Встреча с воображаемым
Сирены: вполне вероятно, что они и в самом деле пели, но не удовлетворяли, лишь давая понять, в каком направлении открывались истинные источники и истинное счастье пения. Тем не менее своими несовершенными песнями, которые были лишь грядущим пением, они направляли мореплавателя к тому пространству, где «петь» начнется на самом деле. Они, стало быть, его не обманывали, они и в самом деле вели к цели. Но что случалось после того, как место было достигнуто? Что это было за место? Место, где только и оставалось, что исчезнуть, поскольку музыка в том краю истока и начала сама исчезла полнее, чем в любом другом месте мира: море, где, заткнув уши, шли ко дну живущие и где Сирены в доказательство своей доброй воли должны были, и они тоже, однажды исчезнуть.

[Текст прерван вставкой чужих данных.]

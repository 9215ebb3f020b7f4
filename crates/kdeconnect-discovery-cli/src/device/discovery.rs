//! UDP discovery for KDE Connect devices.
//!
//! Thin wrapper around core's registry with CLI-specific options.

use std::time::Duration;

use kdeconnect_discovery_core::{Device, DeviceRegistry, ScanConfig};

use crate::cli::Cli;
use crate::error::CliError;

/// Discovery options
#[derive(Debug, Clone)]
pub struct DiscoveryOptions {
    /// Port to listen on
    pub port: u16,
    /// Per-read receive timeout
    pub timeout: Duration,
    /// Receive buffer size
    pub buffer_size: usize,
}

impl Default for DiscoveryOptions {
    fn default() -> Self {
        let config = ScanConfig::default();
        Self {
            port: config.port,
            timeout: config.receive_timeout,
            buffer_size: config.buffer_size,
        }
    }
}

impl DiscoveryOptions {
    /// Build options from the global flags, rejecting values that would
    /// make the scan meaningless.
    pub fn from_cli(cli: &Cli) -> Result<Self, CliError> {
        if cli.timeout == 0 {
            return Err(CliError::InvalidArgument(
                "--timeout must be greater than zero".to_string(),
            ));
        }

        if cli.buffer_size == 0 {
            return Err(CliError::InvalidArgument(
                "--buffer-size must be greater than zero".to_string(),
            ));
        }

        Ok(Self {
            port: cli.port,
            timeout: Duration::from_millis(cli.timeout),
            buffer_size: cli.buffer_size,
        })
    }

    pub fn scan_config(&self) -> ScanConfig {
        ScanConfig::default()
            .with_port(self.port)
            .with_receive_timeout(self.timeout)
            .with_buffer_size(self.buffer_size)
    }
}

/// Discover devices on the network.
///
/// Delegates to core's `DeviceRegistry::scan_once`.
pub async fn discover_devices(options: &DiscoveryOptions) -> Result<Vec<Device>, CliError> {
    let registry = DeviceRegistry::new(options.scan_config());
    let devices = registry.scan_once().await?;
    Ok(devices)
}
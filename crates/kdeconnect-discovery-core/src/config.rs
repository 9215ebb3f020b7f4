//! Scan configuration.

use std::time::Duration;

/// UDP port KDE Connect devices broadcast their identity on.
pub const DISCOVERY_PORT: u16 = 1714;

/// Per-read wait before a scan is considered finished.
pub const DISCOVERY_TIMEOUT: Duration = Duration::from_secs(5);

/// Largest datagram read in one go; longer ones are truncated.
pub const MAX_DATAGRAM_SIZE: usize = 1024;

/// Settings for one discovery scan.
///
/// The timeout applies to each read separately: every datagram that arrives
/// restarts the window.
#[derive(Debug, Clone, PartialEq, Eq)]
pub struct ScanConfig {
    /// Port to listen on
    pub port: u16,
    /// How long a single read waits for a datagram
    pub receive_timeout: Duration,
    /// Receive buffer size in bytes
    pub buffer_size: usize,
}

impl Default for ScanConfig {
    fn default() -> Self {
        Self {
            port: DISCOVERY_PORT,
            receive_timeout: DISCOVERY_TIMEOUT,
            buffer_size: MAX_DATAGRAM_SIZE,
        }
    }
}

impl ScanConfig {
    pub fn with_port(mut self, port: u16) -> Self {
        self.port = port;
        self
    }

    pub fn with_receive_timeout(mut self, timeout: Duration) -> Self {
        self.receive_timeout = timeout;
        self
    }

    pub fn with_buffer_size(mut self, size: usize) -> Self {
        self.buffer_size = size;
        self
    }
}

#[cfg(test)]
mod tests {
    use super::*;

    #[test]
    fn test_default_config() {
        let config = ScanConfig::default();
        assert_eq!(config.port, 1714);
        assert_eq!(config.receive_timeout, Duration::from_secs(5));
        assert_eq!(config.buffer_size, 1024);
    }

    #[test]
    fn test_builder_overrides() {
        let config = ScanConfig::default()
            .with_port(41714)
            .with_receive_timeout(Duration::from_millis(250))
            .with_buffer_size(4096);

        assert_eq!(config.port, 41714);
        assert_eq!(config.receive_timeout, Duration::from_millis(250));
        assert_eq!(config.buffer_size, 4096);
    }
}
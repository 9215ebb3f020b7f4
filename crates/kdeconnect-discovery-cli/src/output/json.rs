//! JSON-formatted output for CLI.

use kdeconnect_discovery_core::Device;
use serde::Serialize;
use serde_json::json;

use super::OutputFormatter;

pub struct JsonOutput;

impl JsonOutput {
    pub fn new() -> Self {
        Self
    }

    fn to_json<T: Serialize>(value: &T) -> String {
        serde_json::to_string_pretty(value).unwrap_or_else(|_| "{}".to_string())
    }
}

impl Default for JsonOutput {
    fn default() -> Self {
        Self::new()
    }
}

impl OutputFormatter for JsonOutput {
    fn format_devices(&self, devices: &[Device]) -> String {
        let output = json!({
            "devices": devices,
            "count": devices.len()
        });
        Self::to_json(&output)
    }
}
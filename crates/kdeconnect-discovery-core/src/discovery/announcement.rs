//! Identity announcement parsing.

use std::net::IpAddr;

use serde::Deserialize;
use serde_json::Value;

use crate::error::AnnouncementError;
use crate::types::Device;

/// Packet type carried by identity announcements.
pub const KDECONNECT_ID: &str = "kdeconnect.identity";

/// The `body` object of an identity announcement.
#[derive(Debug, Deserialize)]
#[serde(rename_all = "camelCase")]
pub(crate) struct IdentityBody {
    pub(crate) device_name: String,
    pub(crate) device_type: String,
    pub(crate) device_id: String,
    pub(crate) protocol_version: u32,
    pub(crate) incoming_capabilities: Vec<String>,
    pub(crate) outgoing_capabilities: Vec<String>,
    pub(crate) tcp_port: u16,
}

/// Parse one datagram into a [`Device`].
///
/// Returns `Ok(None)` for anything that decodes as JSON but is not an identity
/// announcement: not an object, no `"type"`, another `"type"`, or no `"body"`.
/// Bytes that are not UTF-8 JSON, and identity bodies that are missing
/// fields or carry the wrong types, are [`AnnouncementError::Malformed`].
pub fn parse_announcement(addr: IpAddr, data: &[u8]) -> Result<Option<Device>, AnnouncementError> {
    let text = std::str::from_utf8(data).map_err(|e| malformed(addr, e))?;
    let mut packet: Value = serde_json::from_str(text).map_err(|e| malformed(addr, e))?;

    let Some(object) = packet.as_object_mut() else {
        return Ok(None);
    };

    if object.get("type").and_then(Value::as_str) != Some(KDECONNECT_ID) {
        return Ok(None);
    }

    let Some(body) = object.remove("body") else {
        return Ok(None);
    };

    let body: IdentityBody = serde_json::from_value(body).map_err(|e| malformed(addr, e))?;

    Ok(Some(Device::from_identity(addr, body)))
}

fn malformed(addr: IpAddr, reason: impl std::fmt::Display) -> AnnouncementError {
    AnnouncementError::Malformed {
        addr,
        reason: reason.to_string(),
    }
}
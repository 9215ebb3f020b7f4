//! Table-formatted output for CLI.

use colored::*;
use comfy_table::{Cell, ContentArrangement, Table};
use kdeconnect_discovery_core::Device;

use super::OutputFormatter;

pub struct TableOutput;

impl TableOutput {
    pub fn new() -> Self {
        Self
    }

    fn capability_summary(device: &Device) -> String {
        format!(
            "{} in / {} out",
            device.incoming_capabilities().len(),
            device.outgoing_capabilities().len()
        )
    }
}

impl Default for TableOutput {
    fn default() -> Self {
        Self::new()
    }
}

impl OutputFormatter for TableOutput {
    fn format_devices(&self, devices: &[Device]) -> String {
        if devices.is_empty() {
            return "No devices found.".to_string();
        }

        let mut table = Table::new();
        table.set_content_arrangement(ContentArrangement::Dynamic);
        table.set_header(vec!["Name", "Type", "ID", "Address", "Protocol", "Capabilities"]);

        for device in devices {
            table.add_row(vec![
                Cell::new(device.name()),
                Cell::new(device.kind().display_name()),
                Cell::new(device.device_id()),
                Cell::new(format!("{}:{}", device.addr(), device.port())),
                Cell::new(device.protocol_version()),
                Cell::new(Self::capability_summary(device)),
            ]);
        }

        format!(
            "{}\n\nFound {} device(s)",
            table,
            devices.len().to_string().bold()
        )
    }
}
//! Socket-owning side of a scan.
//!
//! A [`Scanner`] holds one broadcast-capable UDP socket for the lifetime of a
//! single scan. [`Scanner::receive_loop`] consumes it, so the socket is closed
//! however the loop ends, including a panic inside the datagram callback.

use std::net::{Ipv4Addr, SocketAddr};
use std::time::Duration;

use socket2::{Domain, Protocol, Socket, Type};
use tokio::net::UdpSocket;
use tokio::time::timeout;
use tracing::{debug, warn};

use crate::config::ScanConfig;
use crate::error::ScanError;

/// Create a UDP socket that accepts broadcasts on the wildcard address.
///
/// Address reuse is left off so a second listener on the same port fails to
/// bind instead of splitting the traffic.
pub fn create_broadcast_socket(port: u16) -> Result<std::net::UdpSocket, std::io::Error> {
    let socket = Socket::new(Domain::IPV4, Type::DGRAM, Some(Protocol::UDP))?;

    socket.set_broadcast(true)?;

    let addr = SocketAddr::from((Ipv4Addr::UNSPECIFIED, port));
    socket.bind(&addr.into())?;

    socket.set_nonblocking(true)?;

    Ok(socket.into())
}

/// Why a receive loop stopped.
#[derive(Debug, Clone, Copy, PartialEq, Eq)]
pub enum LoopExit {
    /// No datagram arrived within the receive timeout
    TimedOut,
    /// The socket reported an error other than a timeout
    Erred,
}

/// One UDP socket, bound for one scan.
#[derive(Debug)]
pub struct Scanner {
    socket: UdpSocket,
    receive_timeout: Duration,
    buffer_size: usize,
}

impl Scanner {
    /// Bind the discovery port described by `config`.
    ///
    /// Must be called from within a tokio runtime.
    pub fn open(config: &ScanConfig) -> Result<Self, ScanError> {
        let port = config.port;
        let bind_error = |source: std::io::Error| ScanError::Bind { port, source };

        let std_socket = create_broadcast_socket(port).map_err(bind_error)?;
        let socket = UdpSocket::from_std(std_socket).map_err(bind_error)?;
        debug!(port, "Listening for KDE Connect announcements");

        Ok(Self {
            socket,
            receive_timeout: config.receive_timeout,
            buffer_size: config.buffer_size,
        })
    }

    pub fn local_addr(&self) -> Result<SocketAddr, std::io::Error> {
        self.socket.local_addr()
    }

    /// Read datagrams until one read times out or the socket fails.
    ///
    /// Each datagram is handed to `on_datagram` as soon as it arrives. The
    /// timeout restarts with every read, so a steady stream of datagrams keeps
    /// the loop going past a single window.
    pub async fn receive_loop<F>(self, mut on_datagram: F) -> LoopExit
    where
        F: FnMut(SocketAddr, &[u8]),
    {
        let mut buf = vec![0u8; self.buffer_size];

        loop {
            match timeout(self.receive_timeout, self.socket.recv_from(&mut buf)).await {
                Ok(Ok((len, addr))) => on_datagram(addr, &buf[..len]),
                Ok(Err(e)) => {
                    warn!(error = %e, "UDP receive error, ending scan early");
                    return LoopExit::Erred;
                }
                Err(_) => {
                    debug!(
                        timeout_ms = self.receive_timeout.as_millis() as u64,
                        "Discovery window elapsed"
                    );
                    return LoopExit::TimedOut;
                }
            }
        }
    }
}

Какова была природа пения Сирен? В чем состоял его изъян? Почему изъян этот делал его столь могущественным? Одни всегда отвечали: это было нечеловеческое пение — естественный, без сомнения, шум (где взять иные?), но за пределами естества, во всем человеку чуждый, очень тихий и пробуждающий в нем то предельное удовольствие падать, удовлетворение от которого не испытать в нормальных условиях жизни. Но, говорят другие, более странным было его очарование: воспроизводило оно лишь обычное человеческое пение, и тем, что Сирены, будучи всего-навсего животными, пусть даже и — по причине отблеска женской красоты — очень красивыми, могли петь, как поют люди, делало их пение столь необычным, что в том, кто их слушал, порождало оно подозрение в нечеловечности любого человеческого пения. Так, стало быть, от отчаяния страдали люди, страстно захваченные своим собственным пением? От отчаяния, очень близкого к восхищению. В этом реальном пении, обыденном и тайном, пении простом и повседневном, было нечто чудесное, что им надлежало вдруг узнать, ирреально пропетое силами чуждыми и, так сказать, воображаемыми, песнь бездны, которая, будучи однажды услышанной, отверзала в каждой речи бездну и настойчиво призывала в ней исчезнуть.

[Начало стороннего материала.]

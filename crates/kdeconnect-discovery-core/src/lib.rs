//! Shared core library for KDE Connect LAN discovery.
//!
//! Listens for `kdeconnect.identity` broadcasts on UDP port 1714 and turns
//! them into [`Device`] records. The [`DeviceRegistry`] is the entry point:
//!
//! ```no_run
//! use kdeconnect_discovery_core::{DeviceRegistry, ScanConfig};
//!
//! # async fn run() -> Result<(), kdeconnect_discovery_core::error::ScanError> {
//! let registry = DeviceRegistry::new(ScanConfig::default());
//! for device in registry.scan_once().await? {
//!     println!("{}", device);
//! }
//! # Ok(())
//! # }
//! ```

pub mod config;
pub mod discovery;
pub mod error;
pub mod types;

pub use config::ScanConfig;
pub use discovery::{parse_announcement, DeviceRegistry, LoopExit, Scanner};
pub use error::{AnnouncementError, ScanError};
pub use types::{Device, DeviceKind};
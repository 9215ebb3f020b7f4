//! Subscriber setup. Logs go to stderr so `--json` output stays clean.

use tracing_subscriber::{fmt, layer::SubscriberExt, util::SubscriberInitExt, EnvFilter};

/// Install the global subscriber: `RUST_LOG` if set, otherwise `warn`,
/// or `debug` when `verbose` is on.
pub fn init(verbose: bool) {
    let filter = if verbose {
        EnvFilter::new("debug")
    } else {
        EnvFilter::try_from_default_env().unwrap_or_else(|_| EnvFilter::new("warn"))
    };

    tracing_subscriber::registry()
        .with(filter)
        .with(fmt::layer().compact().with_writer(std::io::stderr))
        .init();
}
//! UDP device discovery module.
//!
//! Provides announcement parsing, the socket-owning scanner, and the registry
//! that ties them together into a single scan.

pub mod announcement;
pub mod registry;
pub mod scanner;

pub use announcement::{parse_announcement, KDECONNECT_ID};
pub use registry::DeviceRegistry;
pub use scanner::{LoopExit, Scanner};
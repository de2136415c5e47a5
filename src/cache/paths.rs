//! Cache path utilities - uses ~/.cache/gitvelocity/ by default

use sha2::{Digest, Sha256};
use std::path::PathBuf;

/// Base directory for cached API responses.
/// Uses ~/.cache/gitvelocity/ on Unix, %LOCALAPPDATA%/gitvelocity/ on Windows.
pub fn default_cache_dir() -> PathBuf {
    let base = if cfg!(windows) {
        std::env::var("LOCALAPPDATA")
            .map(PathBuf::from)
            .unwrap_or_else(|_| dirs::cache_dir().unwrap_or_else(|| PathBuf::from(".")))
    } else {
        dirs::cache_dir().unwrap_or_else(|| {
            // Fallback to ~/.cache
            dirs::home_dir()
                .map(|h| h.join(".cache"))
                .unwrap_or_else(|| PathBuf::from("."))
        })
    };

    base.join("gitvelocity")
}

/// Where local clones live when the config does not say.
pub fn default_clone_dir() -> PathBuf {
    default_cache_dir().join("repos")
}

/// Storage identifier for a logical cache key: the first 8 bytes of its
/// SHA-256 digest, hex encoded. Collisions are not handled.
pub fn hash_key(key: &str) -> String {
    let digest = Sha256::digest(key.as_bytes());
    digest[..8].iter().map(|b| format!("{:02x}", b)).collect()
}
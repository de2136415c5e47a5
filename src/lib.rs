//! gitvelocity - contributor velocity metrics from git history and GitHub
//!
//! Collects commits from local clones and pull requests, reviews and issues
//! from the GitHub API, reconciles the many identities one person shows up
//! under, then aggregates everything into per-contributor, per-repository,
//! per-team and per-period metrics with gamification scores.
//!
//! The entry point for a full run is [`pipeline::Pipeline`]. Every stage is
//! also usable on its own:
//!
//! ```no_run
//! use gitvelocity::cancel::CancellationToken;
//! use gitvelocity::config::load_config;
//! use gitvelocity::pipeline::Pipeline;
//! use gitvelocity::progress::TracingReporter;
//!
//! # fn main() -> anyhow::Result<()> {
//! let config = load_config("velocity.toml".as_ref())?;
//! let report = Pipeline::new(&config, CancellationToken::new(), &TracingReporter).run()?;
//! println!("{} contributors", report.metrics.contributors.len());
//! # Ok(())
//! # }
//! ```

pub mod cache;
pub mod cancel;
pub mod classifier;
pub mod config;
pub mod git;
pub mod github;
pub mod identity;
pub mod metrics;
pub mod models;
pub mod pipeline;
pub mod progress;
pub mod scoring;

Их пение, не нужно этого недооценивать, адресовалось мореплавателям, рисковым, порывистым людям с дерзким воображением, да и само оно тоже было плаванием: оно было расстоянием и раскрывало не что иное, как возможность покрыть это расстояние, сделать из пения движение к пению, а из этого движения — выражение самого что ни на есть огромного желания. Странное плавание, но к какой цели? Всегда оставалась возможность подумать, что все те, кто к ней приближался, только и сделали, что к ней приблизились, а погибли от нетерпения, за то, что преждевременно утверждали: это здесь; здесь я брошу якорь. Согласно другим, напротив, было слишком поздно: цель всегда оставалась пройденной; очарование неким загадочным обещанием выявляло в людях их неверность самим себе, своему человеческому пению и даже сущности пения, пробуждая надежду и желание чудесного потусторонья, а по ту сторону показывалась лишь пустыня, словно отчий край музыки был единственным местом, совершенно музыки лишенным, местом бесплодия и засухи, где тишина, как шум, сжигала в том, кто к этому предрасположен, любой ведущий к пению путь. Так, значит, в этот призыв глубин заложено нечто дурное? Не были ли Сирены, как обычай и стремится нас в том убедить, лишь ложными голосами, которых не следовало слушать, соблазнительным обманом, сопротивляться которому под силу лишь существам вероломным и изворотливым?
Люди всегда не слишком благородно пытались опорочить Сирен, пошло обвиняя их во лжи: лжицы, когда они пели, обманщицы, когда томились, вымысел, когда их касались; целиком несуществующие этаким ребяческим несуществованием, для искоренения которого у Улисса вполне хватило здравого смысла.